OBJECTIVE - To examine the performance of islet cell antibodies (ICAs) and antibodies to glutamate decarboxylase (GADA), IA-2 (IA-2 antibody [IA-2A]), and insulin (insulin autoantibody [IAA]), alone and in combination, in assessing type 1 diabetes risk within type 1 diabetic families to identify a practical and effective screening strategy for predicting type 1 diabetes in relatives. RESEARCH DESIGN AND METHODS - ICA, GADA, IA-2A, and IAA were determined in 806 first-degree relatives participating in a prospective type 1 diabetes family study (median follow-up 6.17 years, range 0.6-8.3), The conferred risk of developing type 1 diabetes within 6 years was evaluated by Kaplan-Meier for each antibody marker, used alone or in combination.
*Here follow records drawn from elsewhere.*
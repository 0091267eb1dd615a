//! Torrent engine abstraction.
//!
//! The `TorrentEngine` trait is the seam between the download manager and
//! whatever speaks the BitTorrent wire protocol. The embedded `librqbit`
//! backend is the production implementation; tests inject
//! `testing::MockTorrentEngine`.

mod librqbit;
mod types;

pub use librqbit::LibrqbitEngine;
pub use types::*;
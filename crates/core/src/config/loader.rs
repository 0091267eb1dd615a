use figment::{
    providers::{Env, Format, Toml},
    Figment,
};
use std::path::Path;

use super::{types::Config, ConfigError};

/// Load configuration from file with environment variable overrides.
pub fn load_config(path: &Path) -> Result<Config, ConfigError> {
    if !path.exists() {
        return Err(ConfigError::FileNotFound(path.display().to_string()));
    }

    let config: Config = Figment::new()
        .merge(Toml::file(path))
        .merge(Env::prefixed("SEEDVAULT_").split("_"))
        .extract()
        .map_err(|e| ConfigError::ParseError(e.to_string()))?;

    Ok(config)
}

/// Load configuration from TOML string (useful for testing).
pub fn load_config_from_str(toml_str: &str) -> Result<Config, ConfigError> {
    toml::from_str(toml_str).map_err(|e| ConfigError::ParseError(e.to_string()))
}

#[cfg(test)]
mod tests {
    use super::*;
    use std::io::Write;
    use tempfile::NamedTempFile;

    #[test]
    fn test_load_config_from_str_valid() {
        let toml = r#"
[manager]
max_concurrent_downloads = 2

[engine]
download_path = "/tmp/dl"
"#;
        let config = load_config_from_str(toml).unwrap();
        assert_eq!(config.manager.max_concurrent_downloads, 2);
        assert_eq!(config.engine.download_path, "/tmp/dl");
    }

    #[test]
    fn test_load_config_from_str_invalid() {
        let result = load_config_from_str("[manager]\nmax_concurrent_downloads = \"many\"");
        assert!(result.is_err());
        assert!(matches!(result.unwrap_err(), ConfigError::ParseError(_)));
    }

    #[test]
    fn test_load_config_file_not_found() {
        let result = load_config(Path::new("/nonexistent/config.toml"));
        assert!(result.is_err());
        assert!(matches!(result.unwrap_err(), ConfigError::FileNotFound(_)));
    }

    #[test]
    fn test_load_config_from_file() {
        let mut temp_file = NamedTempFile::new().unwrap();
        writeln!(
            temp_file,
            r#"
[manager]
max_concurrent_downloads = 5
auto_start = false
"#
        )
        .unwrap();

        let config = load_config(temp_file.path()).unwrap();
        assert_eq!(config.manager.max_concurrent_downloads, 5);
        assert!(!config.manager.auto_start);
    }
}
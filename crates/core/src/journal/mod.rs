//! Per-torrent diagnostic journal.
//!
//! Records structured lifecycle events (step, level, timestamp, message) per
//! torrent so the UI can show a download's history on demand.

mod recorder;
mod types;

pub use recorder::*;
pub use types::*;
RESULTS - ICAs were detected in 3%, GADA in 5.1%, IA-2A in 2.5%, and IAA in 3.7% of relatives; greater than or equal to 1 antibody markers were detected in 10.7% of relatives and greater than or equal to 2 were detected in 1..9% of relatives. The risk of type 1 diabetes at 6 years was 1.5% in relatives with only 1 marker and 24.8% in relatives with greater than or equal to 2 markers. As a practical and effective strategy for type 1 diabetes risk assessment in relatives, this study indicates a first-step screening based on GADA and IA-2A measurement-which identified 6.5% of relatives, including all who developed the disease, with a 6-year type 1 diabetes risk of 9.0%-followed by a second step based on ICA and IAA measurement in relatives with either GADA or IA-2A, which identified a total of 1.9% of all relatives as having greater than or equal to 2 markers, and a 6-year risk of 24.8%, including 6 of 7 who developed type 1 diabetes. CONCLUSIONS - A two-step antibody screening, based first on GADA and IA-2A and then on ICA and IAA measurements in identified individuals, is likely to be a practical, sensitive, and effective strategy for predicting type 1 diabetes in first-degree relatives.